Assigned task. Going from the top of the data below, give again each line through the one containing "impl Default for ClientConfig", both ends kept.

Provided information.
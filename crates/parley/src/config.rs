//! Client configuration.
//!
//! Layered resolution: built-in defaults, then an optional TOML file
//! (`<config dir>/parley/config.toml` unless overridden), then `PARLEY_*`
//! environment variables with `__` separating nested keys (for example
//! `PARLEY_CONNECTION__OUTBOUND_BUFFER=128`).

use std::path::{Path, PathBuf};

use config::{Config, Environment, File, FileFormat};
use serde::{Deserialize, Serialize};

use crate::error::ClientResult;

/// Environment variable prefix for overrides.
const ENV_PREFIX: &str = "PARLEY";

/// The agent backend's well-known endpoint.
pub const DEFAULT_AGENT_URL: &str = "ws://localhost:8000/ws";

/// Top-level client configuration.
#[derive(Debug, Clone, Serialize, Deserialize)]
#[serde(default)]
pub struct ClientConfig {
    /// WebSocket endpoint of the agent backend.
    pub agent_url: String,
    pub connection: ConnectionConfig,
    pub logging: LoggingConfig,
}

impl Default for ClientConfig {
    fn default() -> Self {
        Self {
            agent_url: DEFAULT_AGENT_URL.to_string(),
            connection: ConnectionConfig::default(),
            logging: LoggingConfig::default(),
        }
    }
}

/// Tunables for the socket session.
#[derive(Debug, Clone, Serialize, Deserialize)]
#[serde(default)]
pub struct ConnectionConfig {
    /// Seconds to wait for the WebSocket handshake before giving up and
    /// closing the session. Unset waits indefinitely, which is what the
    /// wire protocol itself specifies.
    pub connect_timeout_secs: Option<u64>,

    /// Buffer size for queued outbound frames.
    pub outbound_buffer: usize,

    /// Buffer size for the transcript's appended-entry broadcast channel.
    pub event_buffer: usize,
}

impl Default for ConnectionConfig {
    fn default() -> Self {
        Self {
            connect_timeout_secs: Some(30),
            outbound_buffer: 64,
            event_buffer: 256,
        }
    }
}

/// Logging defaults applied when `RUST_LOG` is not set.
#[derive(Debug, Clone, Serialize, Deserialize)]
#[serde(default)]
pub struct LoggingConfig {
    /// Default log level: off, error, warn, info, debug, or trace.
    pub level: String,
}

impl Default for LoggingConfig {
    fn default() -> Self {
        Self {
            level: "info".to_string(),
        }
    }
}

impl ClientConfig {
    /// Load configuration, layering file and environment over defaults.
    pub fn load(override_path: Option<&Path>) -> ClientResult<Self> {
        let mut builder = Config::builder();

        if let Some(path) = resolve_config_path(override_path) {
            builder = builder.add_source(
                File::from(path.as_path())
                    .format(FileFormat::Toml)
                    .required(false),
            );
        }

        let built = builder
            .add_source(Environment::with_prefix(ENV_PREFIX).separator("__"))
            .build()?;

        Ok(built.try_deserialize()?)
    }
}

/// The config file path that `load` will read: the override if given
/// (tilde-expanded), otherwise the per-user default location.
pub fn resolve_config_path(override_path: Option<&Path>) -> Option<PathBuf> {
    match override_path {
        Some(path) => Some(expand_path(path)),
        None => default_config_path(),
    }
}

/// Per-user default config file location.
pub fn default_config_path() -> Option<PathBuf> {
    dirs::config_dir().map(|dir| dir.join("parley").join("config.toml"))
}

fn expand_path(path: &Path) -> PathBuf {
    let raw = path.to_string_lossy();
    PathBuf::from(shellexpand::tilde(raw.as_ref()).into_owned())
}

Exercise output.
filename crates/parley/src/config.rs
//! Client configuration.
//!
//! Layered resolution: built-in defaults, then an optional TOML file
//! (`<config dir>/parley/config.toml` unless overridden), then `PARLEY_*`
//! environment variables with `__` separating nested keys (for example
//! `PARLEY_CONNECTION__OUTBOUND_BUFFER=128`).

use std::path::{Path, PathBuf};

use config::{Config, Environment, File, FileFormat};
use serde::{Deserialize, Serialize};

use crate::error::ClientResult;

/// Environment variable prefix for overrides.
const ENV_PREFIX: &str = "PARLEY";

/// The agent backend's well-known endpoint.
pub const DEFAULT_AGENT_URL: &str = "ws://localhost:8000/ws";

/// Top-level client configuration.
#[derive(Debug, Clone, Serialize, Deserialize)]
#[serde(default)]
pub struct ClientConfig {
    /// WebSocket endpoint of the agent backend.
    pub agent_url: String,
    pub connection: ConnectionConfig,
    pub logging: LoggingConfig,
}

impl Default for ClientConfig {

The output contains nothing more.